Chess ELO Rating Calculator
Calculates your new ELO rating after a chess game based on your rating, your opponent's rating, and the result. Use it after each rated game to track rating gains or losses.
About this calculator
The ELO rating system, developed by Arpad Elo, measures a player's relative skill level. After each game, your rating shifts based on whether the result was better or worse than statistically expected. The expected score is calculated as E = 1 / (1 + 10^((opponentRating − currentRating) / 400)). Your new rating is then: newRating = currentRating + K × (actualScore − E), where K is the K-factor (typically 40 for new players, 20 for established players, 10 for top players). A win scores 1, a draw 0.5, and a loss 0. Beating a higher-rated opponent yields more points because the upset was less expected, while losing to a lower-rated opponent costs more.
How to use
Suppose your rating is 1400, your opponent's is 1600, and you win (gameResult = 1) with a K-factor of 20. First, compute the expected score: E = 1 / (1 + 10^((1600 − 1400) / 400)) = 1 / (1 + 10^0.5) ≈ 1 / (1 + 3.162) ≈ 0.240. Then apply the formula: newRating = 1400 + 20 × (1 − 0.240) = 1400 + 20 × 0.760 = 1400 + 15.2 ≈ 1415. You gain about 15 ELO points for defeating the stronger opponent.
Frequently asked questions
What K-factor should I use for my ELO rating calculation?
The K-factor controls how much a single game can shift your rating. FIDE uses K=40 for players new to the rating list or under 18, K=20 for players rated below 2400, and K=10 for players who have ever been rated 2400 or above. Online platforms like Chess.com and Lichess often use higher K-factors (up to 40) to allow ratings to settle quickly. Choosing the right K-factor matters: too high and ratings are volatile, too low and they respond too slowly to real skill changes.
How does ELO rating change when you draw against a higher-rated opponent?
When you draw, your actual score is 0.5. If your expected score (E) was already below 0.5 — meaning you were the underdog — then 0.5 − E is positive and you gain rating points. For example, if E = 0.24 and K = 20, you gain 20 × (0.5 − 0.24) = 5.2 points. Drawing against a much stronger player is still rewarded because it beats the statistical expectation.

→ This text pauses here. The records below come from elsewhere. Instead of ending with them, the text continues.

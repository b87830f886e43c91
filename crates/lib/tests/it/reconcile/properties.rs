//! Ordering guarantees checked end to end against the selected test backend.

use vitrina::{
    ItemId, OrderUpdate, Reconciler, Scope,
    backend::OrderStore,
    order::{swap, validate},
    reconcile::{DeleteOutcome, SwapOutcome},
};

use crate::helpers::*;

#[tokio::test]
async fn test_gap_free_after_every_swap() {
    for n in 2..=5i64 {
        let backend = test_backend().await;
        seed_products(backend.as_ref(), n).await;
        let reconciler = Reconciler::load(backend.clone(), Scope::Products)
            .await
            .unwrap();

        // Walk through every ordered pair on the same collection
        for a in 1..=n {
            for b in 1..=n {
                reconciler.swap(ItemId(a), ItemId(b)).await.unwrap();
                let stored = backend.fetch_collection(Scope::Products).await.unwrap();
                validate(&stored).unwrap();
                assert_eq!(reconciler.snapshot().await, stored);
            }
        }
    }
}

#[tokio::test]
async fn test_gap_free_after_every_delete() {
    for n in 1..=5i64 {
        for k in 1..=n {
            let backend = test_backend().await;
            seed_products(backend.as_ref(), n).await;
            let reconciler = Reconciler::load(backend.clone(), Scope::Products)
                .await
                .unwrap();

            let outcome = reconciler.delete(ItemId(k)).await;
            assert!(outcome.is_compacted(), "delete {k} of {n}: {outcome:?}");

            let stored = backend.fetch_collection(Scope::Products).await.unwrap();
            assert_eq!(stored.len() as i64, n - 1);
            validate(&stored).unwrap();
            assert!(stored.iter().all(|item| item.id != ItemId(k)));
        }
    }
}

#[tokio::test]
async fn test_self_swap_is_idempotent() {
    let backend = test_backend().await;
    seed_slides(backend.as_ref(), 3).await;
    let reconciler = Reconciler::load(backend.clone(), Scope::Carousel)
        .await
        .unwrap();
    let before = reconciler.snapshot().await;

    let outcome = reconciler.swap(ItemId(2), ItemId(2)).await.unwrap();
    assert!(matches!(outcome, SwapOutcome::Unchanged));
    assert_eq!(reconciler.snapshot().await, before);
    assert_eq!(
        backend.fetch_collection(Scope::Carousel).await.unwrap(),
        before
    );
}

#[tokio::test]
async fn test_next_order_follows_max() {
    let backend = test_backend().await;
    let reconciler = Reconciler::load(backend.clone(), Scope::Products)
        .await
        .unwrap();
    assert_eq!(reconciler.next_order().await, 1);

    seed_products(backend.as_ref(), 2).await;
    backend
        .bulk_update_order(Scope::Products, &[OrderUpdate::new(1, 9)])
        .await
        .unwrap();
    reconciler.reload().await.unwrap();
    assert_eq!(reconciler.next_order().await, 10);
}

#[tokio::test]
async fn test_swap_first_and_last_example() {
    let backend = test_backend().await;
    seed_products(backend.as_ref(), 3).await;
    let reconciler = Reconciler::load(backend.clone(), Scope::Products)
        .await
        .unwrap();

    let optimistic = swap(&reconciler.snapshot().await, ItemId(1), ItemId(3))
        .unwrap()
        .unwrap();
    assert_eq!(pairs(&optimistic), vec![(3, 1), (2, 2), (1, 3)]);

    let outcome = reconciler.swap(ItemId(1), ItemId(3)).await.unwrap();
    assert!(outcome.is_persisted());
    assert_eq!(
        pairs(&backend.fetch_collection(Scope::Products).await.unwrap()),
        vec![(3, 1), (2, 2), (1, 3)]
    );
}

#[tokio::test]
async fn test_rejected_swap_reloads_stored_state() {
    let backend = test_backend().await;
    seed_products(backend.as_ref(), 3).await;
    let reconciler = Reconciler::load(backend.clone(), Scope::Products)
        .await
        .unwrap();

    // Item 3 disappears behind the reconciler's back, so the bulk update is refused
    backend
        .delete_item(Scope::Products, ItemId(3))
        .await
        .unwrap();

    let outcome = reconciler.swap(ItemId(1), ItemId(3)).await.unwrap();
    let cause = outcome.cause().expect("swap should be reverted");
    assert!(cause.is_not_found());

    let stored = backend.fetch_collection(Scope::Products).await.unwrap();
    assert_eq!(reconciler.snapshot().await, stored);
    assert_eq!(pairs(&stored), vec![(1, 1), (2, 2)]);
    assert!(!reconciler.is_stale().await);
}

#[tokio::test]
async fn test_delete_compact_example() {
    let backend = test_backend().await;
    seed_products(backend.as_ref(), 4).await;
    let reconciler = Reconciler::load(backend.clone(), Scope::Products)
        .await
        .unwrap();

    match reconciler.delete(ItemId(2)).await {
        DeleteOutcome::Compacted { shifted } => assert_eq!(
            shifted,
            vec![OrderUpdate::new(3, 2), OrderUpdate::new(4, 3)]
        ),
        other => panic!("Unexpected outcome: {other:?}"),
    }

    let expected = vec![(1, 1), (3, 2), (4, 3)];
    assert_eq!(pairs(&reconciler.snapshot().await), expected);
    assert_eq!(
        pairs(&backend.fetch_collection(Scope::Products).await.unwrap()),
        expected
    );
}

#[tokio::test]
async fn test_delete_missing_item_reports_failure() {
    let backend = test_backend().await;
    seed_products(backend.as_ref(), 2).await;
    let reconciler = Reconciler::load(backend.clone(), Scope::Products)
        .await
        .unwrap();
    backend
        .delete_item(Scope::Products, ItemId(1))
        .await
        .unwrap();

    let outcome = reconciler.delete(ItemId(1)).await;
    assert!(matches!(outcome, DeleteOutcome::DeleteFailed { .. }));
    assert!(outcome.cause().unwrap().is_not_found());
    // Nothing was reloaded; the cached copy still shows the old item
    assert_eq!(reconciler.snapshot().await.len(), 2);
}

Conversely, drawing against a weaker player costs you points since E was above 0.5.
Why is 400 used as the divisor in the ELO expected score formula?
The value 400 is a scaling constant chosen by Arpad Elo to make the rating differences intuitive: a player rated 400 points above an opponent has roughly a 10-to-1 odds advantage, meaning an expected score of about 0.91. This constant links the logistic curve to a practical rating scale where a 200-point difference corresponds to roughly a 75% expected score for the stronger player. FIDE adopted this convention, and it has remained standard across chess organizations worldwide. Changing the divisor would rescale the entire rating system without changing its underlying logic.